Eating After Your Gastric Bypass Surgery or Whipple Procedure

Time to Read: About 5 minutes

This information describes the dietary (eating and drinking) guidelines you will need to follow after your gastric bypass (gastrojejunostomy) or Whipple procedure (pancreaticoduodenectomy).

Your clinical dietitian nutritionist will review this information with you before you leave the hospital. If you have any questions or concerns, or are losing weight after you leave the hospital, call 212-639-7312 to set up an appointment with your clinical dietitian nutritionist.

Dietary Guidelines

After your surgery, the amount of food you can eat at once and the time it takes for food to leave your stomach may change. Because of this, you may need to change the way you eat.

You may also have trouble tolerating foods high in fat, sugar or both.

Follow the guidelines below. You can also use the sample menus at the end of this resource to plan your meals.

Eat smaller meals more often

After surgery, you may feel full more quickly when you eat. This can prevent you from getting enough nutrition. If this happens to you, or if you have nausea or indigestion, try eating smaller meals slowly and more often. For example, try eating 6 half-size meals instead of 3 main meals each day. This will allow you to eat the same amount of food overall, but in smaller portions that will be easier to digest.

Eating small half-size meals may also be helpful if you have nausea (feel like you’re going to throw up) or indigestion.
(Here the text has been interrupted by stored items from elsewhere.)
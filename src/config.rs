//! Environment-driven configuration.

use std::sync::Arc;

use clap::Parser;
use object_store::aws::AmazonS3Builder;
use object_store::ObjectStore;

use crate::error::{BackupError, Result};

/// Backup configuration, read from flags or environment.
#[derive(Parser, Debug, Clone)]
#[command(name = "vectorsnap")]
#[command(about = "Coordinated snapshot backups of a clustered vector database", long_about = None)]
#[command(version)]
pub struct Config {
    /// Cluster service DNS name resolved into member nodes
    #[arg(long, env = "VECTORSNAP_SERVICE_ADDRESS")]
    pub service_address: String,

    /// Port of the snapshot-management API on each node
    #[arg(long, env = "VECTORSNAP_CONTROL_PORT", default_value_t = 6333)]
    pub control_port: u16,

    /// Port of the snapshot download API on each node
    #[arg(long, env = "VECTORSNAP_DATA_PORT", default_value_t = 6333)]
    pub data_port: u16,

    /// Access token attached to management and download requests
    #[arg(long, env = "VECTORSNAP_API_KEY", default_value = "", hide_env_values = true)]
    pub api_key: String,

    /// Object-storage access key
    #[arg(long, env = "OBJECT_STORAGE_ACCESS_KEY")]
    pub storage_access_key: String,

    /// Object-storage access secret
    #[arg(long, env = "OBJECT_STORAGE_ACCESS_SECRET", hide_env_values = true)]
    pub storage_access_secret: String,

    /// Destination bucket
    #[arg(long, env = "OBJECT_STORAGE_BUCKET_NAME")]
    pub bucket: String,

    /// Object-storage endpoint, e.g. http://minio:9000 for S3-compatible stores
    #[arg(long, env = "OBJECT_STORAGE_ADDRESS", default_value = "")]
    pub storage_endpoint: String,

    /// Object-storage region
    #[arg(long, env = "OBJECT_STORAGE_REGION", default_value = "us-east-1")]
    pub storage_region: String,

    /// Comma-separated collection names to back up
    #[arg(long, env = "COLLECTIONS_TO_BACKUP", value_delimiter = ',')]
    pub collections: Vec<String>,

    /// Cap on simultaneously running backup tasks (unbounded when unset)
    #[arg(long, env = "VECTORSNAP_MAX_CONCURRENCY")]
    pub max_concurrency: Option<usize>,

    /// Gzip level for snapshot uploads (0-9)
    #[arg(long, env = "VECTORSNAP_COMPRESSION_LEVEL", default_value_t = 6)]
    pub compression_level: u32,
}

impl Config {
    /// Validate configuration
    pub fn validate(&self) -> Result<()> {
        if self.service_address.is_empty() {
            return Err(BackupError::Config(
                "service address cannot be empty".to_string(),
            ));
        }
        if self.control_port == 0 || self.data_port == 0 {
            return Err(BackupError::Config("ports cannot be zero".to_string()));
        }
        if self.bucket.is_empty() {
            return Err(BackupError::Config(
                "bucket name cannot be empty".to_string(),
            ));
        }
        if self.collections.is_empty() {
            return Err(BackupError::Config(
                "at least one collection must be configured".to_string(),
            ));
        }
        if self.collections.iter().any(|name| name.is_empty()) {
            return Err(BackupError::Config(
                "collection names cannot be empty".to_string(),
            ));
        }
        if self.compression_level > 9 {
            return Err(BackupError::Config(format!(
                "invalid compression level: {} (max: 9)",
                self.compression_level
            )));
        }

        Ok(())
    }

    /// Build the S3 client for the configured destination.
    pub fn object_store(&self) -> Result<Arc<dyn ObjectStore>> {
        let mut builder = AmazonS3Builder::new()
            .with_region(&self.storage_region)
            .with_bucket_name(&self.bucket)
            .with_access_key_id(&self.storage_access_key)
            .with_secret_access_key(&self.storage_access_secret);

        if !self.storage_endpoint.is_empty() {
            builder = builder.with_endpoint(&self.storage_endpoint);
            // Allow plain HTTP for local development (MinIO)
            if self.storage_endpoint.starts_with("http://") {
                builder = builder.with_allow_http(true);
            }
        }

        let store = builder.build().map_err(|e| {
            BackupError::Config(format!("could not create object-storage client: {e}"))
        })?;

        Ok(Arc::new(store))
    }
}

#[cfg(test)]
mod tests {
    use super::*;

    fn base_args() -> Vec<String> {
        [
            "vectorsnap",
            "--service-address",
            "vectors.default.svc",
            "--api-key",
            "token",
            "--storage-access-key",
            "key",
            "--storage-access-secret",
            "secret",
            "--bucket",
            "backups",
            "--storage-endpoint",
            "http://localhost:9000",
            "--collections",
            "a,b",
        ]
        .iter()
        .map(|s| s.to_string())
        .collect()
    }

    #[test]
    fn parses_comma_separated_collections_keeping_duplicates() {
        let mut args = base_args();
        let index = args.iter().position(|a| a == "a,b").unwrap();
        args[index] = "a,b,a".to_string();

        let config = Config::try_parse_from(args).unwrap();

        assert_eq!(config.collections, vec!["a", "b", "a"]);
        assert!(config.validate().is_ok());
    }

    #[test]
    fn default_ports_and_level() {
        let config = Config::try_parse_from(base_args()).unwrap();

        assert_eq!(config.control_port, 6333);
        assert_eq!(config.data_port, 6333);
        assert_eq!(config.compression_level, 6);
        assert_eq!(config.max_concurrency, None);
    }

    #[test]
    fn rejects_invalid_compression_level() {
        let mut args = base_args();
        args.push("--compression-level".to_string());
        args.push("12".to_string());

        let config = Config::try_parse_from(args).unwrap();

        let err = config.validate().unwrap_err();
        assert!(err.to_string().contains("compression level"));
    }

    #[test]
    fn rejects_empty_collection_names() {
        let mut args = base_args();
        let index = args.iter().position(|a| a == "a,b").unwrap();
        args[index] = "a,,b".to_string();

        let config = Config::try_parse_from(args).unwrap();

        assert!(config.validate().is_err());
    }

    #[test]
    fn builds_store_for_http_endpoint() {
        let config = Config::try_parse_from(base_args()).unwrap();

        assert!(config.object_store().is_ok());
    }
}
You may be able to eat larger portions as time passes.

Chew your food well

Chew your food well to help your body digest your meals more quickly and easily.

Drink enough liquids

Try to drink around 8 (8-ounce) glasses of liquids each day. This will help you keep from getting dehydrated. If you drink more than 4 ounces of liquids when you eat, you may become too full to finish your meal.

Avoid foods that cause gas

If you’re having bloating or fullness, it may help to limit or avoid foods and drinks that can cause gas. Examples include:

  • Broccoli
  • Cabbage
  • Brussels sprouts
  • Cauliflower
  • Beans and legumes (lentils, peas, peanuts)
  • Fruits that aren’t ripe
  • Carbonated drinks, such as sodas and sparkling or seltzer water

Try avoiding these things for the first month after your surgery. If you’re not having symptoms after that time, you can try adding them back to your diet one at a time to see if you can tolerate them.

Include protein in your diet

After surgery, your body needs more protein to help you heal. Good protein sources include:

  • Lean beef cuts
    • Eye round roast
    • Top round roast
    • Bottom round roasts
    • Steaks
    • Top sirloin steak
  • Chicken or turkey with the skin removed
  • Fish
  • Low-fat dairy products
  • Eggs
  • Tofu
  • Beans and legumes
  • Nuts and nut butters

Start with low-fat foods

Eat low-fat foods right after your surgery. You eat less fat by following the guidelines below.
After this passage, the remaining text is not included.